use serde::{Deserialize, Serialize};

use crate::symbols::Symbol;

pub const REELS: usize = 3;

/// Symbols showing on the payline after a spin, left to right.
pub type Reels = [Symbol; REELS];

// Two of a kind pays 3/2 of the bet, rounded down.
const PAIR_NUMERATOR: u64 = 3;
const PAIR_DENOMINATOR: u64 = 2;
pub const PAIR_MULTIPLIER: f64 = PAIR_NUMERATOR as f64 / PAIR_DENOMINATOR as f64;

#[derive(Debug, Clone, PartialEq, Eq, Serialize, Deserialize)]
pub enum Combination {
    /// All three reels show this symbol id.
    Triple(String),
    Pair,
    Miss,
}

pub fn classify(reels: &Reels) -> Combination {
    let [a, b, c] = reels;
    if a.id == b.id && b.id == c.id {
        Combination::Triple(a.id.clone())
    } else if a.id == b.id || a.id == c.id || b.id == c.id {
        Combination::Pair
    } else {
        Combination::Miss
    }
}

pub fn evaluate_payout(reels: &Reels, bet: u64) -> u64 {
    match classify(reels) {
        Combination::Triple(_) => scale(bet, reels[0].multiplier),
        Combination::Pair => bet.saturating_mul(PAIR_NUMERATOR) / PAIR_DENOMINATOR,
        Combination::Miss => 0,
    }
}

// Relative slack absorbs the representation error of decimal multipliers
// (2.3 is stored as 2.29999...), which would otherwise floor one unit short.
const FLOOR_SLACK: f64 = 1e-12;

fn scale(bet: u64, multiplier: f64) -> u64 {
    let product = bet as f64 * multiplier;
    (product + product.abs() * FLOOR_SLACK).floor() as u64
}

────────

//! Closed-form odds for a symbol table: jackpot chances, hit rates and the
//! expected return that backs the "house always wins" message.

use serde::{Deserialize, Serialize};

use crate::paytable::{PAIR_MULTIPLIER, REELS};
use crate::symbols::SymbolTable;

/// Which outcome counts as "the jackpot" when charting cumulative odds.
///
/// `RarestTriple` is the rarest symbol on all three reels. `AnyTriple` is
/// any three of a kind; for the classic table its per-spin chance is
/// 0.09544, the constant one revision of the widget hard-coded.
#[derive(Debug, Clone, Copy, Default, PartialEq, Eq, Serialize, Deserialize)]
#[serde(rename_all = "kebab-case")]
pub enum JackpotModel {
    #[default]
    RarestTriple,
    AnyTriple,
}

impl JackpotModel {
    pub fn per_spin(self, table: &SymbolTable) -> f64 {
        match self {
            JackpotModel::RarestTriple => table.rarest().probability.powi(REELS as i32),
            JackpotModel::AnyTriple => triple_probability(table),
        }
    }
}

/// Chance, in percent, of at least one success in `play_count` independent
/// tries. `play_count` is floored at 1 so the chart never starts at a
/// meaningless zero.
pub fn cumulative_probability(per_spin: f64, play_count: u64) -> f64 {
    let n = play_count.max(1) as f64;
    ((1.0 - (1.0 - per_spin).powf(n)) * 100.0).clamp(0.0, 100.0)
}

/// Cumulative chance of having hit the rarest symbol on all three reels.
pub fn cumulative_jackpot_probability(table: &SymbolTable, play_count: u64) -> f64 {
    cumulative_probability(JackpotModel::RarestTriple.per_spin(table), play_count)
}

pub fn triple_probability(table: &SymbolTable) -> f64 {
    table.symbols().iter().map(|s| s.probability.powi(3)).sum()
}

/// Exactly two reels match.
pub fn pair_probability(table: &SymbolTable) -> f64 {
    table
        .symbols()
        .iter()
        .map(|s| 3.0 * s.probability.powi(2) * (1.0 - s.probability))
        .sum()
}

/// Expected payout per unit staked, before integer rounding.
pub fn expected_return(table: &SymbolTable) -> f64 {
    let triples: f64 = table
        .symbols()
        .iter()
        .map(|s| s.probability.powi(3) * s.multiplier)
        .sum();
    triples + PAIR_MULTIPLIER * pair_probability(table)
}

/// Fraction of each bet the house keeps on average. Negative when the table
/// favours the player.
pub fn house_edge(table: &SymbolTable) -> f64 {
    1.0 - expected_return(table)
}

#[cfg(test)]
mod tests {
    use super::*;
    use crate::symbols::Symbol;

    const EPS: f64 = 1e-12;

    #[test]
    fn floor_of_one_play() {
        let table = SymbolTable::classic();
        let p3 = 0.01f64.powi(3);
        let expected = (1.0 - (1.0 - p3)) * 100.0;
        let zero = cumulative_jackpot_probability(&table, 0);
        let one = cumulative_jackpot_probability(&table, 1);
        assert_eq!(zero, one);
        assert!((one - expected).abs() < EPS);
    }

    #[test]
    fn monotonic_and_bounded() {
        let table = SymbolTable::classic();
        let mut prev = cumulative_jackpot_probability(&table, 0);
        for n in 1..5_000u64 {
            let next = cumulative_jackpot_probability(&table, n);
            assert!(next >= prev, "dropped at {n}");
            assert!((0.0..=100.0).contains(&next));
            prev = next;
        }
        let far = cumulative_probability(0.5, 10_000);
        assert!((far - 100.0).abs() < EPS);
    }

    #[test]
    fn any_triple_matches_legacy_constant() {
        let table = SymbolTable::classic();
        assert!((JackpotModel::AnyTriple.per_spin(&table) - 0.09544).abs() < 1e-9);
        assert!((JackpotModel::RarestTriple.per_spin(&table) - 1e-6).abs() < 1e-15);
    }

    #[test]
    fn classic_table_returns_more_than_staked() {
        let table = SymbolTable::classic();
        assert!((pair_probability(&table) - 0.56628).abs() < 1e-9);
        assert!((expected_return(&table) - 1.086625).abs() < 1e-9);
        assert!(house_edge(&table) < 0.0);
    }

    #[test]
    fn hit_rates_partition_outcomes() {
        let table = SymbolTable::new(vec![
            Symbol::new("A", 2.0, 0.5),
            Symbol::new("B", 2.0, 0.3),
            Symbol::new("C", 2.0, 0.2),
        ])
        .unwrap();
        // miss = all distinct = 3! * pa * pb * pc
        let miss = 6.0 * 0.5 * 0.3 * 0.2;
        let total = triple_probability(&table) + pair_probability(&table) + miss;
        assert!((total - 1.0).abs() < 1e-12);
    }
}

────────

- Required work:
What lines of the data include the word "enum"? Copy each of them.

- Solution:
pub enum Combination {
pub enum JackpotModel {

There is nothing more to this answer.